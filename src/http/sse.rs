//! SSE transport: `GET /sse` streams, `POST /message` feeds them.
//!
//! Each stream is driven by one event loop task that owns the session's
//! receiving queues. Replies to `/message` requests are pushed onto the
//! stream instead of the POST response.

use axum::{
    body::Bytes,
    extract::{Query, State},
    http::{header, HeaderMap, StatusCode},
    response::{
        sse::{Event, KeepAlive, Sse},
        IntoResponse, Response,
    },
    Json,
};
use futures::Stream;
use serde::Deserialize;
use serde_json::json;
use std::convert::Infallible;
use std::sync::Arc;
use std::time::Duration;
use tokio::sync::mpsc;
use tokio_stream::wrappers::ReceiverStream;
use tokio_util::sync::CancellationToken;
use tracing::{debug, info, warn};

use super::HttpState;
use crate::mcp::protocol::{encode_notification, encode_response};
use crate::mcp::session::{QueueCapacity, Session, SessionStreams};
use crate::service::SessionRecord;

/// Events buffered between the event loop and the HTTP body.
const BODY_BUFFER: usize = 16;

type EventSender = mpsc::Sender<Result<Event, Infallible>>;

/// Queue and keep-alive settings for new streams.
#[derive(Debug, Clone, Copy)]
pub struct SseSettings {
    pub queue: QueueCapacity,
    pub keep_alive: Duration,
}

impl Default for SseSettings {
    fn default() -> Self {
        Self {
            queue: QueueCapacity::default(),
            keep_alive: Duration::from_secs(30),
        }
    }
}

/// A serialized JSON-RPC message as an SSE `message` event.
pub fn message_event(payload: &[u8]) -> Event {
    Event::default()
        .event("message")
        .data(String::from_utf8_lossy(payload))
}

/// `GET /sse`
pub async fn sse_handler(
    State(state): State<HttpState>,
    headers: HeaderMap,
) -> Sse<impl Stream<Item = Result<Event, Infallible>>> {
    let user_agent = headers
        .get(header::USER_AGENT)
        .and_then(|v| v.to_str().ok())
        .unwrap_or("unknown")
        .to_string();

    let (session, streams) = Session::open(user_agent, state.sse.queue, &state.root);
    state.registry.add(session.clone()).await;

    let record = SessionRecord {
        id: session.id().to_string(),
        user_agent: session.user_agent().to_string(),
        connected_at: session.created_at(),
    };
    if let Err(e) = state.service.sessions().add(record).await {
        warn!(session_id = %session.id(), "Failed to record session: {}", e);
    }

    info!(
        session_id = %session.id(),
        user_agent = %session.user_agent(),
        "SSE session opened"
    );

    let keep_alive = KeepAlive::new()
        .interval(state.sse.keep_alive)
        .text("keep-alive");
    let (out, events) = mpsc::channel(BODY_BUFFER);
    tokio::spawn(run_event_loop(state, session, streams, out));

    Sse::new(ReceiverStream::new(events)).keep_alive(keep_alive)
}

/// Hand one event to the response body unless the session is cancelled first.
async fn write(out: &EventSender, cancel: &CancellationToken, event: Event) -> bool {
    tokio::select! {
        _ = cancel.cancelled() => false,
        sent = out.send(Ok(event)) => sent.is_ok(),
    }
}

async fn run_event_loop(
    state: HttpState,
    session: Arc<Session>,
    streams: SessionStreams,
    out: EventSender,
) {
    let SessionStreams {
        mut events,
        mut inbox,
    } = streams;
    let id = session.id().to_string();
    let cancel = session.cancellation().clone();

    let greeting = [
        Event::default()
            .event("connected")
            .data(json!({ "sessionId": id }).to_string()),
        Event::default()
            .event("endpoint")
            .data(format!("/message?sessionId={}", id)),
    ];
    let mut open = true;
    for event in greeting {
        if !write(&out, &cancel, event).await {
            open = false;
            break;
        }
    }

    while open {
        let event = tokio::select! {
            _ = cancel.cancelled() => break,
            _ = out.closed() => {
                debug!(session_id = %id, "SSE client went away");
                break;
            }
            Some(payload) = events.recv() => message_event(payload.as_bytes()),
            Some(notification) = inbox.recv() => match encode_notification(&notification) {
                Ok(payload) => message_event(&payload),
                Err(e) => {
                    warn!(session_id = %id, method = %notification.method, "Skipped notification: {}", e);
                    continue;
                }
            },
        };
        open = write(&out, &cancel, event).await;
    }

    // Unregister before marking closed so no lookup can return a dead session.
    state.registry.remove(&id).await;
    session.mark_closed();
    drop(inbox);

    if let Err(e) = state.service.sessions().delete(&id).await {
        debug!(session_id = %id, "Session record already gone: {}", e);
    }
    info!(session_id = %id, "SSE session closed");
}

#[derive(Debug, Deserialize)]
pub struct MessageQuery {
    #[serde(rename = "sessionId")]
    pub session_id: Option<String>,
}

fn error_body(status: StatusCode, message: &str) -> Response {
    (status, Json(json!({ "error": message }))).into_response()
}

/// `POST /message?sessionId=<id>`
pub async fn message_handler(
    State(state): State<HttpState>,
    Query(query): Query<MessageQuery>,
    body: Bytes,
) -> Response {
    let Some(session_id) = query.session_id.filter(|s| !s.is_empty()) else {
        return error_body(StatusCode::BAD_REQUEST, "Missing sessionId");
    };
    let Some(session) = state.registry.get(&session_id).await else {
        return error_body(StatusCode::NOT_FOUND, "Session not found");
    };

    let router = state.router.clone();
    tokio::spawn(async move {
        let parent = session.cancellation().clone();
        let Some(response) = router
            .dispatch_bytes(&body, &parent, Some(session.id()))
            .await
        else {
            return;
        };
        let payload = String::from_utf8_lossy(&encode_response(&response)).into_owned();
        if let Err(e) = session.push_event(payload) {
            warn!(session_id = %session.id(), "Dropped SSE reply: {}", e);
        }
    });

    StatusCode::ACCEPTED.into_response()
}
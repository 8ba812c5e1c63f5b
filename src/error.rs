//! Error types for the MCP engine.

use serde_json::Value;
use thiserror::Error;

use crate::mcp::protocol::{error_codes, JsonRpcError};

/// Result type alias for engine operations.
pub type Result<T> = std::result::Result<T, Error>;

/// Main error type for the engine.
#[derive(Error, Debug)]
pub enum Error {
    // ===== Protocol Errors =====
    #[error("Parse error: {0}")]
    Parse(String),

    #[error("Invalid request: {0}")]
    InvalidRequest(String),

    #[error("Method '{0}' not found")]
    MethodNotFound(String),

    #[error("Invalid params: {0}")]
    InvalidParams(String),

    /// Structured error chosen by a method handler; passed to the client as-is.
    #[error("{message}")]
    Rpc {
        code: i32,
        message: String,
        data: Option<Value>,
    },

    // ===== Domain Errors =====
    #[error("{kind} not found: {key}")]
    NotFound { kind: &'static str, key: String },

    #[error("Validation failed: {0}")]
    Validation(String),

    #[error("Not implemented: {0}")]
    NotImplemented(String),

    // ===== Session Errors =====
    #[error("Session not found: {0}")]
    SessionNotFound(String),

    #[error("Notification not delivered: {0}")]
    Delivery(String),

    // ===== I/O Errors =====
    #[error("IO error: {0}")]
    Io(#[from] std::io::Error),

    #[error("JSON serialization error: {0}")]
    Json(#[from] serde_json::Error),

    // ===== HTTP Errors =====
    #[error("HTTP server error: {0}")]
    HttpServer(String),

    // ===== Internal Errors =====
    #[error("Internal error: {0}")]
    Internal(String),

    #[error("Configuration error: {0}")]
    Config(String),

    #[error("Timeout: operation timed out after {seconds} seconds")]
    Timeout { seconds: u64 },

    #[error("Cancelled: operation was cancelled")]
    Cancelled,
}

impl Error {
    /// Create a domain not-found error.
    pub fn not_found(kind: &'static str, key: impl Into<String>) -> Self {
        Self::NotFound {
            kind,
            key: key.into(),
        }
    }

    /// Create a handler-chosen structured error.
    pub fn rpc(code: i32, message: impl Into<String>, data: Option<Value>) -> Self {
        Self::Rpc {
            code,
            message: message.into(),
            data,
        }
    }

    /// JSON-RPC error code for this error.
    ///
    /// Domain errors keep their HTTP-like pass-through codes (404, 400);
    /// everything the client cannot act on collapses to Internal Error.
    pub fn code(&self) -> i32 {
        match self {
            Self::Parse(_) => error_codes::PARSE_ERROR,
            Self::InvalidRequest(_) => error_codes::INVALID_REQUEST,
            Self::MethodNotFound(_) => error_codes::METHOD_NOT_FOUND,
            Self::InvalidParams(_) => error_codes::INVALID_PARAMS,
            Self::Rpc { code, .. } => *code,
            Self::NotFound { .. } => error_codes::NOT_FOUND,
            Self::Validation(_) => error_codes::VALIDATION_FAILED,
            _ => error_codes::INTERNAL_ERROR,
        }
    }

    /// Convert into the wire error object.
    pub fn to_rpc_error(&self) -> JsonRpcError {
        let data = match self {
            Self::Rpc { data, .. } => data.clone(),
            _ => None,
        };
        JsonRpcError {
            code: self.code(),
            message: self.to_string(),
            data,
        }
    }

    /// Whether this error must stop a serial transport loop.
    ///
    /// Only I/O faults can be terminal; see [`crate::mcp::transport::classify_io_error`].
    pub fn is_terminal(&self) -> bool {
        match self {
            Self::Io(e) => crate::mcp::transport::classify_io_error(e).is_terminal(),
            _ => false,
        }
    }
}
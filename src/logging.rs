//! Tracing subscriber setup.
//!
//! Logs always go to stderr; stdout carries the stdio protocol stream.

use tracing_subscriber::{fmt, EnvFilter};

use crate::config::{Config, LogFormat};
use crate::error::{Error, Result};

/// Filter from `RUST_LOG`, else `debug`/`info` depending on `--debug`.
pub fn env_filter(debug: bool) -> EnvFilter {
    EnvFilter::try_from_default_env().unwrap_or_else(|_| {
        EnvFilter::new(if debug { "debug" } else { "info" })
    })
}

/// Install the global subscriber.
pub fn init(config: &Config) -> Result<()> {
    let builder = fmt()
        .with_env_filter(env_filter(config.debug))
        .with_writer(std::io::stderr)
        .with_target(false);

    let installed = match config.log_format {
        LogFormat::Text => builder.compact().try_init(),
        LogFormat::Json => builder.json().try_init(),
    };

    installed.map_err(|e| Error::Config(format!("failed to install logger: {}", e)))
}

#[cfg(test)]
mod tests {
    use super::*;

    #[test]
    fn test_env_filter_levels() {
        // RUST_LOG is unset under `cargo test` unless the caller exports it.
        if std::env::var_os("RUST_LOG").is_none() {
            assert_eq!(env_filter(true).to_string(), "debug");
            assert_eq!(env_filter(false).to_string(), "info");
        }
    }
}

▸ **BRIEF**
Show each line of the material that includes the word "match".

▸ **OUTPUT OF THE TASK**
            Some(notification) = inbox.recv() => match encode_notification(&notification) {
        match self {
        let data = match self {
        match self {
    let installed = match config.log_format {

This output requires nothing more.